__Work instructions__: Every line holding the string "length" should be copied out of the listing.

__Task inputs__:

//! Type definitions and protocol constants for DoorLink.

use thiserror::Error;

/// Protocol version byte (Variant A frames).
pub const PROTOCOL_VERSION: u8 = 0x01;

/// Size of a challenge nonce in bytes.
pub const CHALLENGE_NONCE_SIZE: usize = 16;

/// Size of an AES-GCM per-frame nonce in bytes.
pub const GCM_NONCE_SIZE: usize = 12;

/// Size of an AES-GCM authentication tag in bytes.
pub const GCM_TAG_SIZE: usize = 16;

/// Size of an uncompressed P-256 public key in bytes (0x04 || X || Y).
pub const P256_POINT_SIZE: usize = 65;

/// Size of an AES-128 key, block, and IV in bytes.
pub const AES_BLOCK_SIZE: usize = 16;

/// Size of a Variant-B device UID in bytes.
pub const DEVICE_UID_SIZE: usize = 8;

/// Size of a symmetric-demo device ID in bytes.
pub const DEVICE_ID_SIZE: usize = 16;

/// Minimum Variant-A auth frame length: version + point + nonce + tag.
pub const AUTH_FRAME_MIN: usize = 1 + P256_POINT_SIZE + GCM_NONCE_SIZE + GCM_TAG_SIZE;

/// Maximum Variant-A auth frame length.
pub const AUTH_FRAME_MAX: usize = 512;

/// Maximum Variant-A response frame length.
pub const RESPONSE_FRAME_MAX: usize = 256;

/// Maximum Variant-B link frame value length.
pub const LINK_VALUE_MAX: usize = 400;

/// Minimum ATT MTU the ECDH variant asks for.
pub const MTU_FLOOR_ECDH: usize = 247;

/// ATT MTU requested when running the ECDH variant: the 247 floor
/// raised so a full-size auth frame fits in one write.
pub const MTU_REQUEST_ECDH: usize = AUTH_FRAME_MAX + 3;

/// ATT MTU requested by the symmetric-key variants.
pub const MTU_REQUEST_SYMMETRIC: usize = 512;

/// Challenge nonce lifetime in seconds.
pub const NONCE_LIFETIME_SECS: u64 = 30;

/// HKDF info string for the mobile-to-intercom session key.
pub const INFO_M2I: &[u8] = b"m2i-enc";

/// HKDF info string for the intercom-to-mobile session key.
pub const INFO_I2M: &[u8] = b"i2m-enc";

/// HKDF info string for symmetric-demo device key derivation.
pub const INFO_DEVICE_KEY: &[u8] = b"device-key";

/// Response status byte sent in the Variant-A response body and the
/// symmetric-variant CREDENTIAL_RESPONSE message.
#[derive(Debug, Clone, Copy, PartialEq, Eq, Hash)]
#[repr(u8)]
pub enum StatusCode {
    Success = 0x00,
    AuthFailed = 0x01,
    Expired = 0x02,
    NotYetValid = 0x03,
    Revoked = 0x04,
    WrongDoor = 0x05,
    PermissionDenied = 0x06,
    RateLimited = 0x07,
    Jammed = 0x08,
    InternalError = 0x09,
    ChallengeExpired = 0x0A,
}

impl StatusCode {
    /// Decode a status byte.
    pub fn from_byte(byte: u8) -> Option<Self> {
        match byte {
            0x00 => Some(Self::Success),
            0x01 => Some(Self::AuthFailed),
            0x02 => Some(Self::Expired),
            0x03 => Some(Self::NotYetValid),
            0x04 => Some(Self::Revoked),
            0x05 => Some(Self::WrongDoor),
            0x06 => Some(Self::PermissionDenied),
            0x07 => Some(Self::RateLimited),
            0x08 => Some(Self::Jammed),
            0x09 => Some(Self::InternalError),
            0x0A => Some(Self::ChallengeExpired),
            _ => None,
        }
    }

    /// Encode as the wire byte.
    pub fn as_byte(self) -> u8 {
        self as u8
    }

    /// Human-readable message for the mobile UI.
    pub fn message(self) -> &'static str {
        match self {
            Self::Success => "Access granted",
            Self::AuthFailed => "Authentication failed",
            Self::Expired => "Credential expired",
            Self::NotYetValid => "Credential not yet valid",
            Self::Revoked => "Credential revoked",
            Self::WrongDoor => "Credential is for a different door",
            Self::PermissionDenied => "Access denied",
            Self::RateLimited => "Too many attempts, try again later",
            Self::Jammed => "Door mechanism fault",
            Self::InternalError => "Reader error",
            Self::ChallengeExpired => "Challenge expired, reconnect",
        }
    }
}

/// Reported door state byte in the Variant-A response body.
#[derive(Debug, Clone, Copy, PartialEq, Eq, Hash)]
#[repr(u8)]
pub enum DoorState {
    Unknown = 0x00,
    Locked = 0x01,
    Unlocked = 0x02,
    Ajar = 0x03,
    Forced = 0x04,
}

impl DoorState {
    /// Decode a door-state byte.
    pub fn from_byte(byte: u8) -> Option<Self> {
        match byte {
            0x00 => Some(Self::Unknown),
            0x01 => Some(Self::Locked),
            0x02 => Some(Self::Unlocked),
            0x03 => Some(Self::Ajar),
            0x04 => Some(Self::Forced),
            _ => None,
        }
    }

    /// Encode as the wire byte.
    pub fn as_byte(self) -> u8 {
        self as u8
    }
}

/// Errors that can occur during DoorLink protocol operations.
#[derive(Error, Debug)]
pub enum DoorLinkError {
    // Transport
    /// Frame failed structural validation.
    #[error("Malformed frame: {0}")]
    MalformedFrame(String),

    /// Frame or field exceeds the negotiated MTU.
    #[error("Frame of {0} bytes exceeds MTU budget of {1}")]
    MtuExceeded(usize, usize),

    /// Sequence number is not the expected successor.
    #[error("Sequence violation: expected {expected}, got {got}")]
    SequenceViolation { expected: u8, got: u8 },

    /// Message arrived in a protocol phase that does not accept it.
    #[error("Invalid state: {0}")]
    InvalidState(String),

    // Crypto
    /// Peer public key is not a valid P-256 curve point.
    #[error("Invalid P-256 point")]
    InvalidPoint,

    /// AEAD tag verification failed.
    #[error("Authentication tag invalid")]
    TagInvalid,

    /// CBC padding was malformed after decryption.
    #[error("Bad padding")]
    BadPadding,

    /// CBC ciphertext is not a whole number of blocks.
    #[error("Ciphertext of {0} bytes is not block aligned")]
    NotBlockAligned(usize),

    /// Signature did not verify.
    #[error("Signature invalid")]
    SignatureInvalid,

    /// Key derivation failed.
    #[error("Key derivation failed: {0}")]
    KeyDerivationFailed(String),

    // Policy
    /// Credential failed structural parsing.
    #[error("Invalid credential: {0}")]
    InvalidCredential(String),

    /// Credential validity window has passed.
    #[error("Credential expired")]
    Expired,

    /// Credential validity window has not started.
    #[error("Credential not yet valid")]
    NotYetValid,

    /// Credential is on the revocation list.
    #[error("Credential revoked")]
    Revoked,

    /// Credential audience does not match this door.
    #[error("Credential is for a different door")]
    WrongDoor,

    /// Credential does not permit the requested action.
    #[error("Permission denied")]
    PermissionDenied,

    /// Peer exceeded the auth attempt budget.
    #[error("Rate limited")]
    RateLimited,

    /// Device UID is not in the allowlist.
    #[error("Unknown device")]
    UnknownDevice,

    // Runtime
    /// Challenge nonce expired before the auth frame arrived.
    #[error("Challenge expired")]
    ChallengeExpired,

    /// A session is already active.
    #[error("Busy: a session is already active")]
    Busy,

    /// Door actuator reported a mechanical fault.
    #[error("Actuator fault: {0}")]
    ActuatorFault(String),

    /// Unexpected internal failure.
    #[error("Internal error: {0}")]
    Internal(String),

    /// Key not found in the key store.
    #[error("Key not found: {0}")]
    KeyNotFound(String),

    /// Operation timed out waiting for the peer.
    #[error("Timeout waiting for {0}")]
    Timeout(&'static str),
}

impl DoorLinkError {
    /// Map this error to the one-byte status surface of the response frame.
    ///
    /// Transport and crypto failures collapse onto `AuthFailed` so the wire
    /// never reveals which stage rejected the attempt; policy and runtime
    /// outcomes keep their distinct codes.
    pub fn status_code(&self) -> StatusCode {
        match self {
            Self::Expired => StatusCode::Expired,
            Self::NotYetValid => StatusCode::NotYetValid,
            Self::Revoked => StatusCode::Revoked,
            Self::WrongDoor => StatusCode::WrongDoor,
            Self::PermissionDenied => StatusCode::PermissionDenied,
            Self::RateLimited => StatusCode::RateLimited,
            Self::ChallengeExpired => StatusCode::ChallengeExpired,
            Self::ActuatorFault(_) => StatusCode::Jammed,
            Self::Internal(_) | Self::KeyNotFound(_) => StatusCode::InternalError,
            _ => StatusCode::AuthFailed,
        }
    }
}

pub type Result<T> = std::result::Result<T, DoorLinkError>;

__Completed exercise__:
/// Minimum Variant-A auth frame length: version + point + nonce + tag.
/// Maximum Variant-A auth frame length.
/// Maximum Variant-A response frame length.
/// Maximum Variant-B link frame value length.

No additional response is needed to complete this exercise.